A few years later, Hines’s own father suffered a series of strokes that left him with severe physical disabilities, yet his mind remained sharp. Hines reprogrammed the AI so that it could become a robot companion when Hines could not be with his father. They could communicate through the robot, reassuring Hines that his father always had someone to talk to when he wasn’t available.
Confident that there would be market potential in this kind of artificial companionship, Hines set up True Companion to sell his robots to the public. His first project was not a healthcare assistant or friend to the housebound, but a product with the greatest possible commercial appeal. A sex robot.
Named Roxxxy, she was designed with lonely, bereaved and socially outcast men in mind. She would provide an opportunity for them to practise social interaction and get better at human relationships.
“The sexual part is superficial,” he told me over the phone from his office in New Jersey. “The hard part is to replicate personalities and provide that connection, that bond.”
He has never considered that there could be something emotionally empty about replacing a human presence with circuitry and silicone. “The purpose of True Companion is to provide unconditional love and support. How could there be anything negative about that? What can be the downside of having a robot that’s there to hold your hand, literally and figuratively?”
After three years of work on the first prototype Roxxxy, Hines launched her at the 2010 AVN Adult Entertainment Expo in Las Vegas, the most high-profile annual convention and trade show in the adult industry calendar, where porn stars, studio bosses and sex toy designers show off their latest products. She was the talk of the show before her unveiling, and the laughing stock after. Far from being the sexy, intelligent machine Hines had promised, Roxxxy was revealed to be a clunky, mannish mannequin with a square jaw, reclining awkwardly in a cheap negligee. She had internal sensors so that if you touched her hand she would say, “I love holding hands with you” when in “Frigid Farrah” mode, or “I know a place you could put that hand” when in “Wild Wendy” mode. But Roxxxy’s lips could not move, either, so she spoke in a disembodied voice, through a speaker under her wig, like an overgrown child’s toy talking filth. “Luckily guys,” said the popular American comedian Jay Leno on the Tonight Show, “there’s a button that turns that off.”

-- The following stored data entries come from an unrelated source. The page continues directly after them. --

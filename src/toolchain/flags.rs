//! toolchain::flags
//!
//! Splitting of raw trailing arguments into tool flags and program arguments.
//!
//! # Rules
//!
//! - `--jfx` and `--fx` in the flag region request JavaFX and are consumed.
//! - For `run`, leading `-`-prefixed tokens are `java` options. Options
//!   that take a value (`-cp`, `--module-path`, ...) also take the next
//!   token. The first other token starts the program arguments.
//! - A literal `--` ends the flag region explicitly; everything after it is
//!   a program argument, even tokens that look like flags.
//! - `build` and `doc` have no program: every token is a tool flag, kept
//!   verbatim and in order.
//!
//! # Example
//!
//! ```
//! use javelin::toolchain::ToolArgs;
//!
//! let raw = ["-ea", "--jfx", "input.txt", "-v"].map(String::from);
//! let args = ToolArgs::parse(&raw);
//!
//! assert!(args.fx);
//! assert_eq!(args.flags, ["-ea"]);
//! assert_eq!(args.program_args, ["input.txt", "-v"]);
//!
//! let raw = ["-Xlint", "--", "--jfx", "input.txt"].map(String::from);
//! let args = ToolArgs::parse(&raw);
//! assert!(!args.fx);
//! assert_eq!(args.program_args, ["--jfx", "input.txt"]);
//! ```

/// Flags that request the JavaFX module expansion.
pub const FX_FLAGS: [&str; 2] = ["--jfx", "--fx"];

/// `java` options whose value is the following token.
pub const JAVA_VALUE_OPTIONS: [&str; 8] = [
    "-cp",
    "-classpath",
    "--class-path",
    "-p",
    "--module-path",
    "--upgrade-module-path",
    "--add-modules",
    "--enable-native-access",
];

/// Parsed trailing arguments of `build`, `run` and `doc`.
#[derive(Debug, Clone, Default, PartialEq, Eq)]
pub struct ToolArgs {
    /// JavaFX requested on the command line.
    pub fx: bool,
    /// Pass-through flags for the external tool.
    pub flags: Vec<String>,
    /// Arguments for the launched program.
    pub program_args: Vec<String>,
}

impl ToolArgs {
    /// Split the trailing arguments of `run` into `java` options and
    /// program arguments.
    pub fn parse(raw: &[String]) -> Self {
        let mut args = Self::default();
        let mut iter = raw.iter();

        while let Some(token) = iter.next() {
            if token == "--" {
                break;
            }
            if FX_FLAGS.contains(&token.as_str()) {
                args.fx = true;
                continue;
            }
            if !token.starts_with('-') {
                args.program_args.push(token.clone());
                break;
            }
            args.flags.push(token.clone());
            if JAVA_VALUE_OPTIONS.contains(&token.as_str()) {
                args.flags.extend(iter.next().cloned());
            }
        }
        args.program_args.extend(iter.cloned());
        args
    }

    /// Split the trailing arguments of a verb without a program: every
    /// token is a tool flag, and `--jfx`/`--fx` count only before `--`.
    pub fn parse_tool_only(raw: &[String]) -> Self {
        let mut args = Self::default();
        let mut iter = raw.iter();

        for token in iter.by_ref() {
            if token == "--" {
                break;
            }
            if FX_FLAGS.contains(&token.as_str()) {
                args.fx = true;
            } else {
                args.flags.push(token.clone());
            }
        }
        args.flags.extend(iter.cloned());
        args
    }

    /// Human-readable flag list, or `None` when no flags were given.
    pub fn describe_flags(&self) -> Option<String> {
        let mut shown: Vec<&str> = Vec::new();
        if self.fx {
            shown.push("--jfx");
        }
        shown.extend(self.flags.iter().map(String::as_str));
        (!shown.is_empty()).then(|| shown.join(" "))
    }
}

#[cfg(test)]
mod tests {
    use super::*;

    fn raw(tokens: &[&str]) -> Vec<String> {
        tokens.iter().map(|s| s.to_string()).collect()
    }

    #[test]
    fn empty_input() {
        let args = ToolArgs::parse(&[]);
        assert_eq!(args, ToolArgs::default());
        assert_eq!(args.describe_flags(), None);
    }

    #[test]
    fn fx_aliases_consumed() {
        assert!(ToolArgs::parse(&raw(&["--fx"])).fx);
        let args = ToolArgs::parse(&raw(&["-g", "--jfx", "-Werror"]));
        assert!(args.fx);
        assert_eq!(args.flags, ["-g", "-Werror"]);
    }

    #[test]
    fn flag_values_kept_in_order() {
        let args = ToolArgs::parse_tool_only(&raw(&["--release", "17", "-encoding", "UTF-8"]));
        assert_eq!(args.flags, ["--release", "17", "-encoding", "UTF-8"]);
        assert!(args.program_args.is_empty());
    }

    #[test]
    fn program_args_after_separator() {
        let args = ToolArgs::parse(&raw(&["-ea", "--", "a", "--", "b"]));
        assert_eq!(args.flags, ["-ea"]);
        assert_eq!(args.program_args, ["a", "--", "b"]);
    }

    #[test]
    fn first_positional_starts_program_args() {
        let args = ToolArgs::parse(&raw(&["input.txt"]));
        assert!(args.flags.is_empty());
        assert_eq!(args.program_args, ["input.txt"]);

        let args = ToolArgs::parse(&raw(&["-ea", "in.txt", "-v", "--", "--fx"]));
        assert!(!args.fx);
        assert_eq!(args.flags, ["-ea"]);
        assert_eq!(args.program_args, ["in.txt", "-v", "--", "--fx"]);
    }

    #[test]
    fn value_options_take_next_token() {
        let args = ToolArgs::parse(&raw(&["-cp", "lib", "-Dk=v", "--add-modules", "m", "x"]));
        assert_eq!(args.flags, ["-cp", "lib", "-Dk=v", "--add-modules", "m"]);
        assert_eq!(args.program_args, ["x"]);
    }

    #[test]
    fn tool_only_folds_program_args() {
        let args = ToolArgs::parse_tool_only(&raw(&["-g", "--", "-Xlint", "--fx"]));
        assert!(!args.fx);
        assert_eq!(args.flags, ["-g", "-Xlint", "--fx"]);
        assert!(args.program_args.is_empty());
    }

    #[test]
    fn tool_only_keeps_positional_flags() {
        let args = ToolArgs::parse_tool_only(&raw(&["-d", "out", "--jfx"]));
        assert!(args.fx);
        assert_eq!(args.flags, ["-d", "out"]);
    }

    #[test]
    fn describe_includes_fx() {
        let args = ToolArgs::parse(&raw(&["--fx", "-g"]));
        assert_eq!(args.describe_flags().as_deref(), Some("--jfx -g"));
    }
}
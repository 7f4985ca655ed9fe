//! build command - Compile the project when sources changed

use anyhow::Result;

use crate::core::config::Config;
use crate::engine::{self, BuildOutcome, Context};
use crate::toolchain::{ProcessRunner, ToolArgs};
use crate::ui::output::{self, Verbosity};

/// Compile if any source is stale.
///
/// `raw` is everything after the verb: `--jfx`/`--fx` and javac flags.
pub fn build(
    ctx: &Context,
    config: &Config,
    runner: &dyn ProcessRunner,
    raw: &[String],
) -> Result<()> {
    let session = engine::open_project(ctx, config)?;
    let args = ToolArgs::parse_tool_only(raw);

    let outcome = engine::build(&session, runner, &args)?;
    report(outcome, &args, ctx.verbosity());
    Ok(())
}

/// Print the result of a build.
pub(super) fn report(outcome: BuildOutcome, args: &ToolArgs, verbosity: Verbosity) {
    match outcome {
        BuildOutcome::UpToDate => output::print("Build is up to date", verbosity),
        BuildOutcome::Compiled { sources } => {
            let mut message = format!("Build successful ({} source file(s))", sources);
            if let Some(flags) = args.describe_flags() {
                message.push_str(&format!(" with flags: {}", flags));
            }
            output::success(message, verbosity);
        }
    }
}
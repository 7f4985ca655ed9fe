//! git
//!
//! Single interface for all version-control operations.
//!
//! # Architecture
//!
//! This module is the **only doorway** to Git. No other module imports
//! `git2`, and nothing shells out to the `git` binary.
//!
//! # Example
//!
//! ```no_run
//! use javelin::git::Git;
//! use std::path::Path;
//!
//! let root = Path::new("Foo");
//! if !Git::is_repo(root) {
//!     Git::init(root)?;
//! }
//! # Ok::<(), javelin::git::GitError>(())
//! ```

mod interface;

pub use interface::{Git, GitError};
//! cli::exit
//!
//! Process exit codes.
//!
//! | Code | Meaning |
//! |------|---------|
//! | 0 | success, help, version |
//! | 1 | insufficient arguments, precondition or other failure |
//! | 2 | unknown command |
//! | 3 | missing or unusable project name for `new` |
//! | 4 | target directory already exists |
//! | 5 | invalid or unknown flag for `new` / `init`, or `init` cannot adopt the directory |
//!
//! A failed external tool exits with the tool's own code, except that codes
//! 2 to 5 are reported as 1 so they never read as a usage error.

use clap::error::ErrorKind;
use thiserror::Error;

use crate::engine::EngineError;

pub const SUCCESS: u8 = 0;
pub const INSUFFICIENT_ARGS: u8 = 1;
pub const UNKNOWN_COMMAND: u8 = 2;
pub const MISSING_NAME: u8 = 3;
pub const PROJECT_EXISTS: u8 = 4;
pub const INVALID_FLAG: u8 = 5;
pub const FAILURE: u8 = 1;

/// Usage errors raised by command handlers.
#[derive(Debug, Error)]
pub enum CliError {
    #[error("missing project name: usage is `jvl new <NAME>`")]
    MissingProjectName,

    #[error("{0}")]
    InvalidProjectName(String),

    #[error("'{0}' already exists")]
    ProjectExists(String),

    #[error("{0}")]
    InvalidFlag(String),

    #[error("cannot adopt this directory: {0}")]
    CannotAdopt(String),
}

impl CliError {
    /// Exit code for this error.
    pub fn exit_code(&self) -> u8 {
        match self {
            CliError::MissingProjectName | CliError::InvalidProjectName(_) => MISSING_NAME,
            CliError::ProjectExists(_) => PROJECT_EXISTS,
            CliError::InvalidFlag(_) | CliError::CannotAdopt(_) => INVALID_FLAG,
        }
    }
}

/// Exit code for an error returned by a command handler.
pub fn exit_code(err: &anyhow::Error) -> u8 {
    if let Some(cli) = err.downcast_ref::<CliError>() {
        return cli.exit_code();
    }
    if let Some(EngineError::ToolFailed { code, .. }) = err.downcast_ref::<EngineError>() {
        return code
            .and_then(|c| u8::try_from(c).ok())
            .filter(|c| *c != SUCCESS && !is_reserved(*c))
            .unwrap_or(FAILURE);
    }
    FAILURE
}

fn is_reserved(code: u8) -> bool {
    (UNKNOWN_COMMAND..=INVALID_FLAG).contains(&code)
}

/// Exit code for a clap parse error.
///
/// `verb` is the canonical verb found on the command line, if any.
pub fn clap_exit_code(err: &clap::Error, verb: Option<&str>) -> u8 {
    match err.kind() {
        ErrorKind::DisplayHelp | ErrorKind::DisplayVersion => SUCCESS,
        ErrorKind::DisplayHelpOnMissingArgumentOrSubcommand
        | ErrorKind::MissingSubcommand
        | ErrorKind::MissingRequiredArgument => INSUFFICIENT_ARGS,
        ErrorKind::InvalidSubcommand => UNKNOWN_COMMAND,
        _ => match verb {
            None => UNKNOWN_COMMAND,
            Some("new") | Some("init") => INVALID_FLAG,
            Some(_) => INSUFFICIENT_ARGS,
        },
    }
}

#[cfg(test)]
mod tests {
    use super::*;
    use crate::toolchain::Tool;

    #[test]
    fn cli_error_codes() {
        assert_eq!(CliError::MissingProjectName.exit_code(), 3);
        assert_eq!(CliError::ProjectExists("Foo".into()).exit_code(), 4);
        assert_eq!(CliError::InvalidFlag("-x".into()).exit_code(), 5);
        assert_eq!(CliError::CannotAdopt("src/Main.java".into()).exit_code(), 5);
    }

    #[test]
    fn downcast_through_anyhow() {
        let err = anyhow::Error::new(CliError::ProjectExists("Foo".into()));
        assert_eq!(exit_code(&err), 4);

        let err = anyhow::anyhow!("something else");
        assert_eq!(exit_code(&err), 1);
    }

    #[test]
    fn tool_failure_propagates_code() {
        let err = anyhow::Error::new(EngineError::ToolFailed {
            tool: Tool::Execute,
            code: Some(42),
        });
        assert_eq!(exit_code(&err), 42);

        let err = anyhow::Error::new(EngineError::ToolFailed {
            tool: Tool::Compile,
            code: None,
        });
        assert_eq!(exit_code(&err), 1);

        let err = anyhow::Error::new(EngineError::ToolFailed {
            tool: Tool::Compile,
            code: Some(-1),
        });
        assert_eq!(exit_code(&err), 1);
    }

    #[test]
    fn tool_code_colliding_with_usage_codes_is_failure() {
        for code in 2..=5 {
            let err = anyhow::Error::new(EngineError::ToolFailed {
                tool: Tool::Compile,
                code: Some(code),
            });
            assert_eq!(exit_code(&err), 1, "tool exit {}", code);
        }

        let err = anyhow::Error::new(EngineError::ToolFailed {
            tool: Tool::Execute,
            code: Some(6),
        });
        assert_eq!(exit_code(&err), 6);
    }

    #[test]
    fn precondition_is_failure() {
        let err = anyhow::Error::new(EngineError::NotProjectRoot {
            expected: "Foo".into(),
            found: "src".into(),
        });
        assert_eq!(exit_code(&err), 1);
    }
}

Even though it was not quite what he had hoped for, the launch generated huge amounts of press for Hines, and Roxxxy made international news. Seven years on from her launch, Hines told me he was working on his 16th version of Roxxxy. However, no images have been released of his robots since 2010, and although he was happy to speak to me by telephone, he would not agree a date when I could visit him and his latest model in person. Roxxxy is a mystery among the online robot enthusiast community. Although the True Companion website has bulging purple “ORDER HER NOW!” that allow would-be customers to purchase one of Hines’s robots for a starting price of $9,995, no one has ever reported owning one. But Hines continues to get calls. He promised a fantasy so potent that potential buyers, reporters and critics remain fascinated by Roxxxy, even in the absence of any proof that she exists.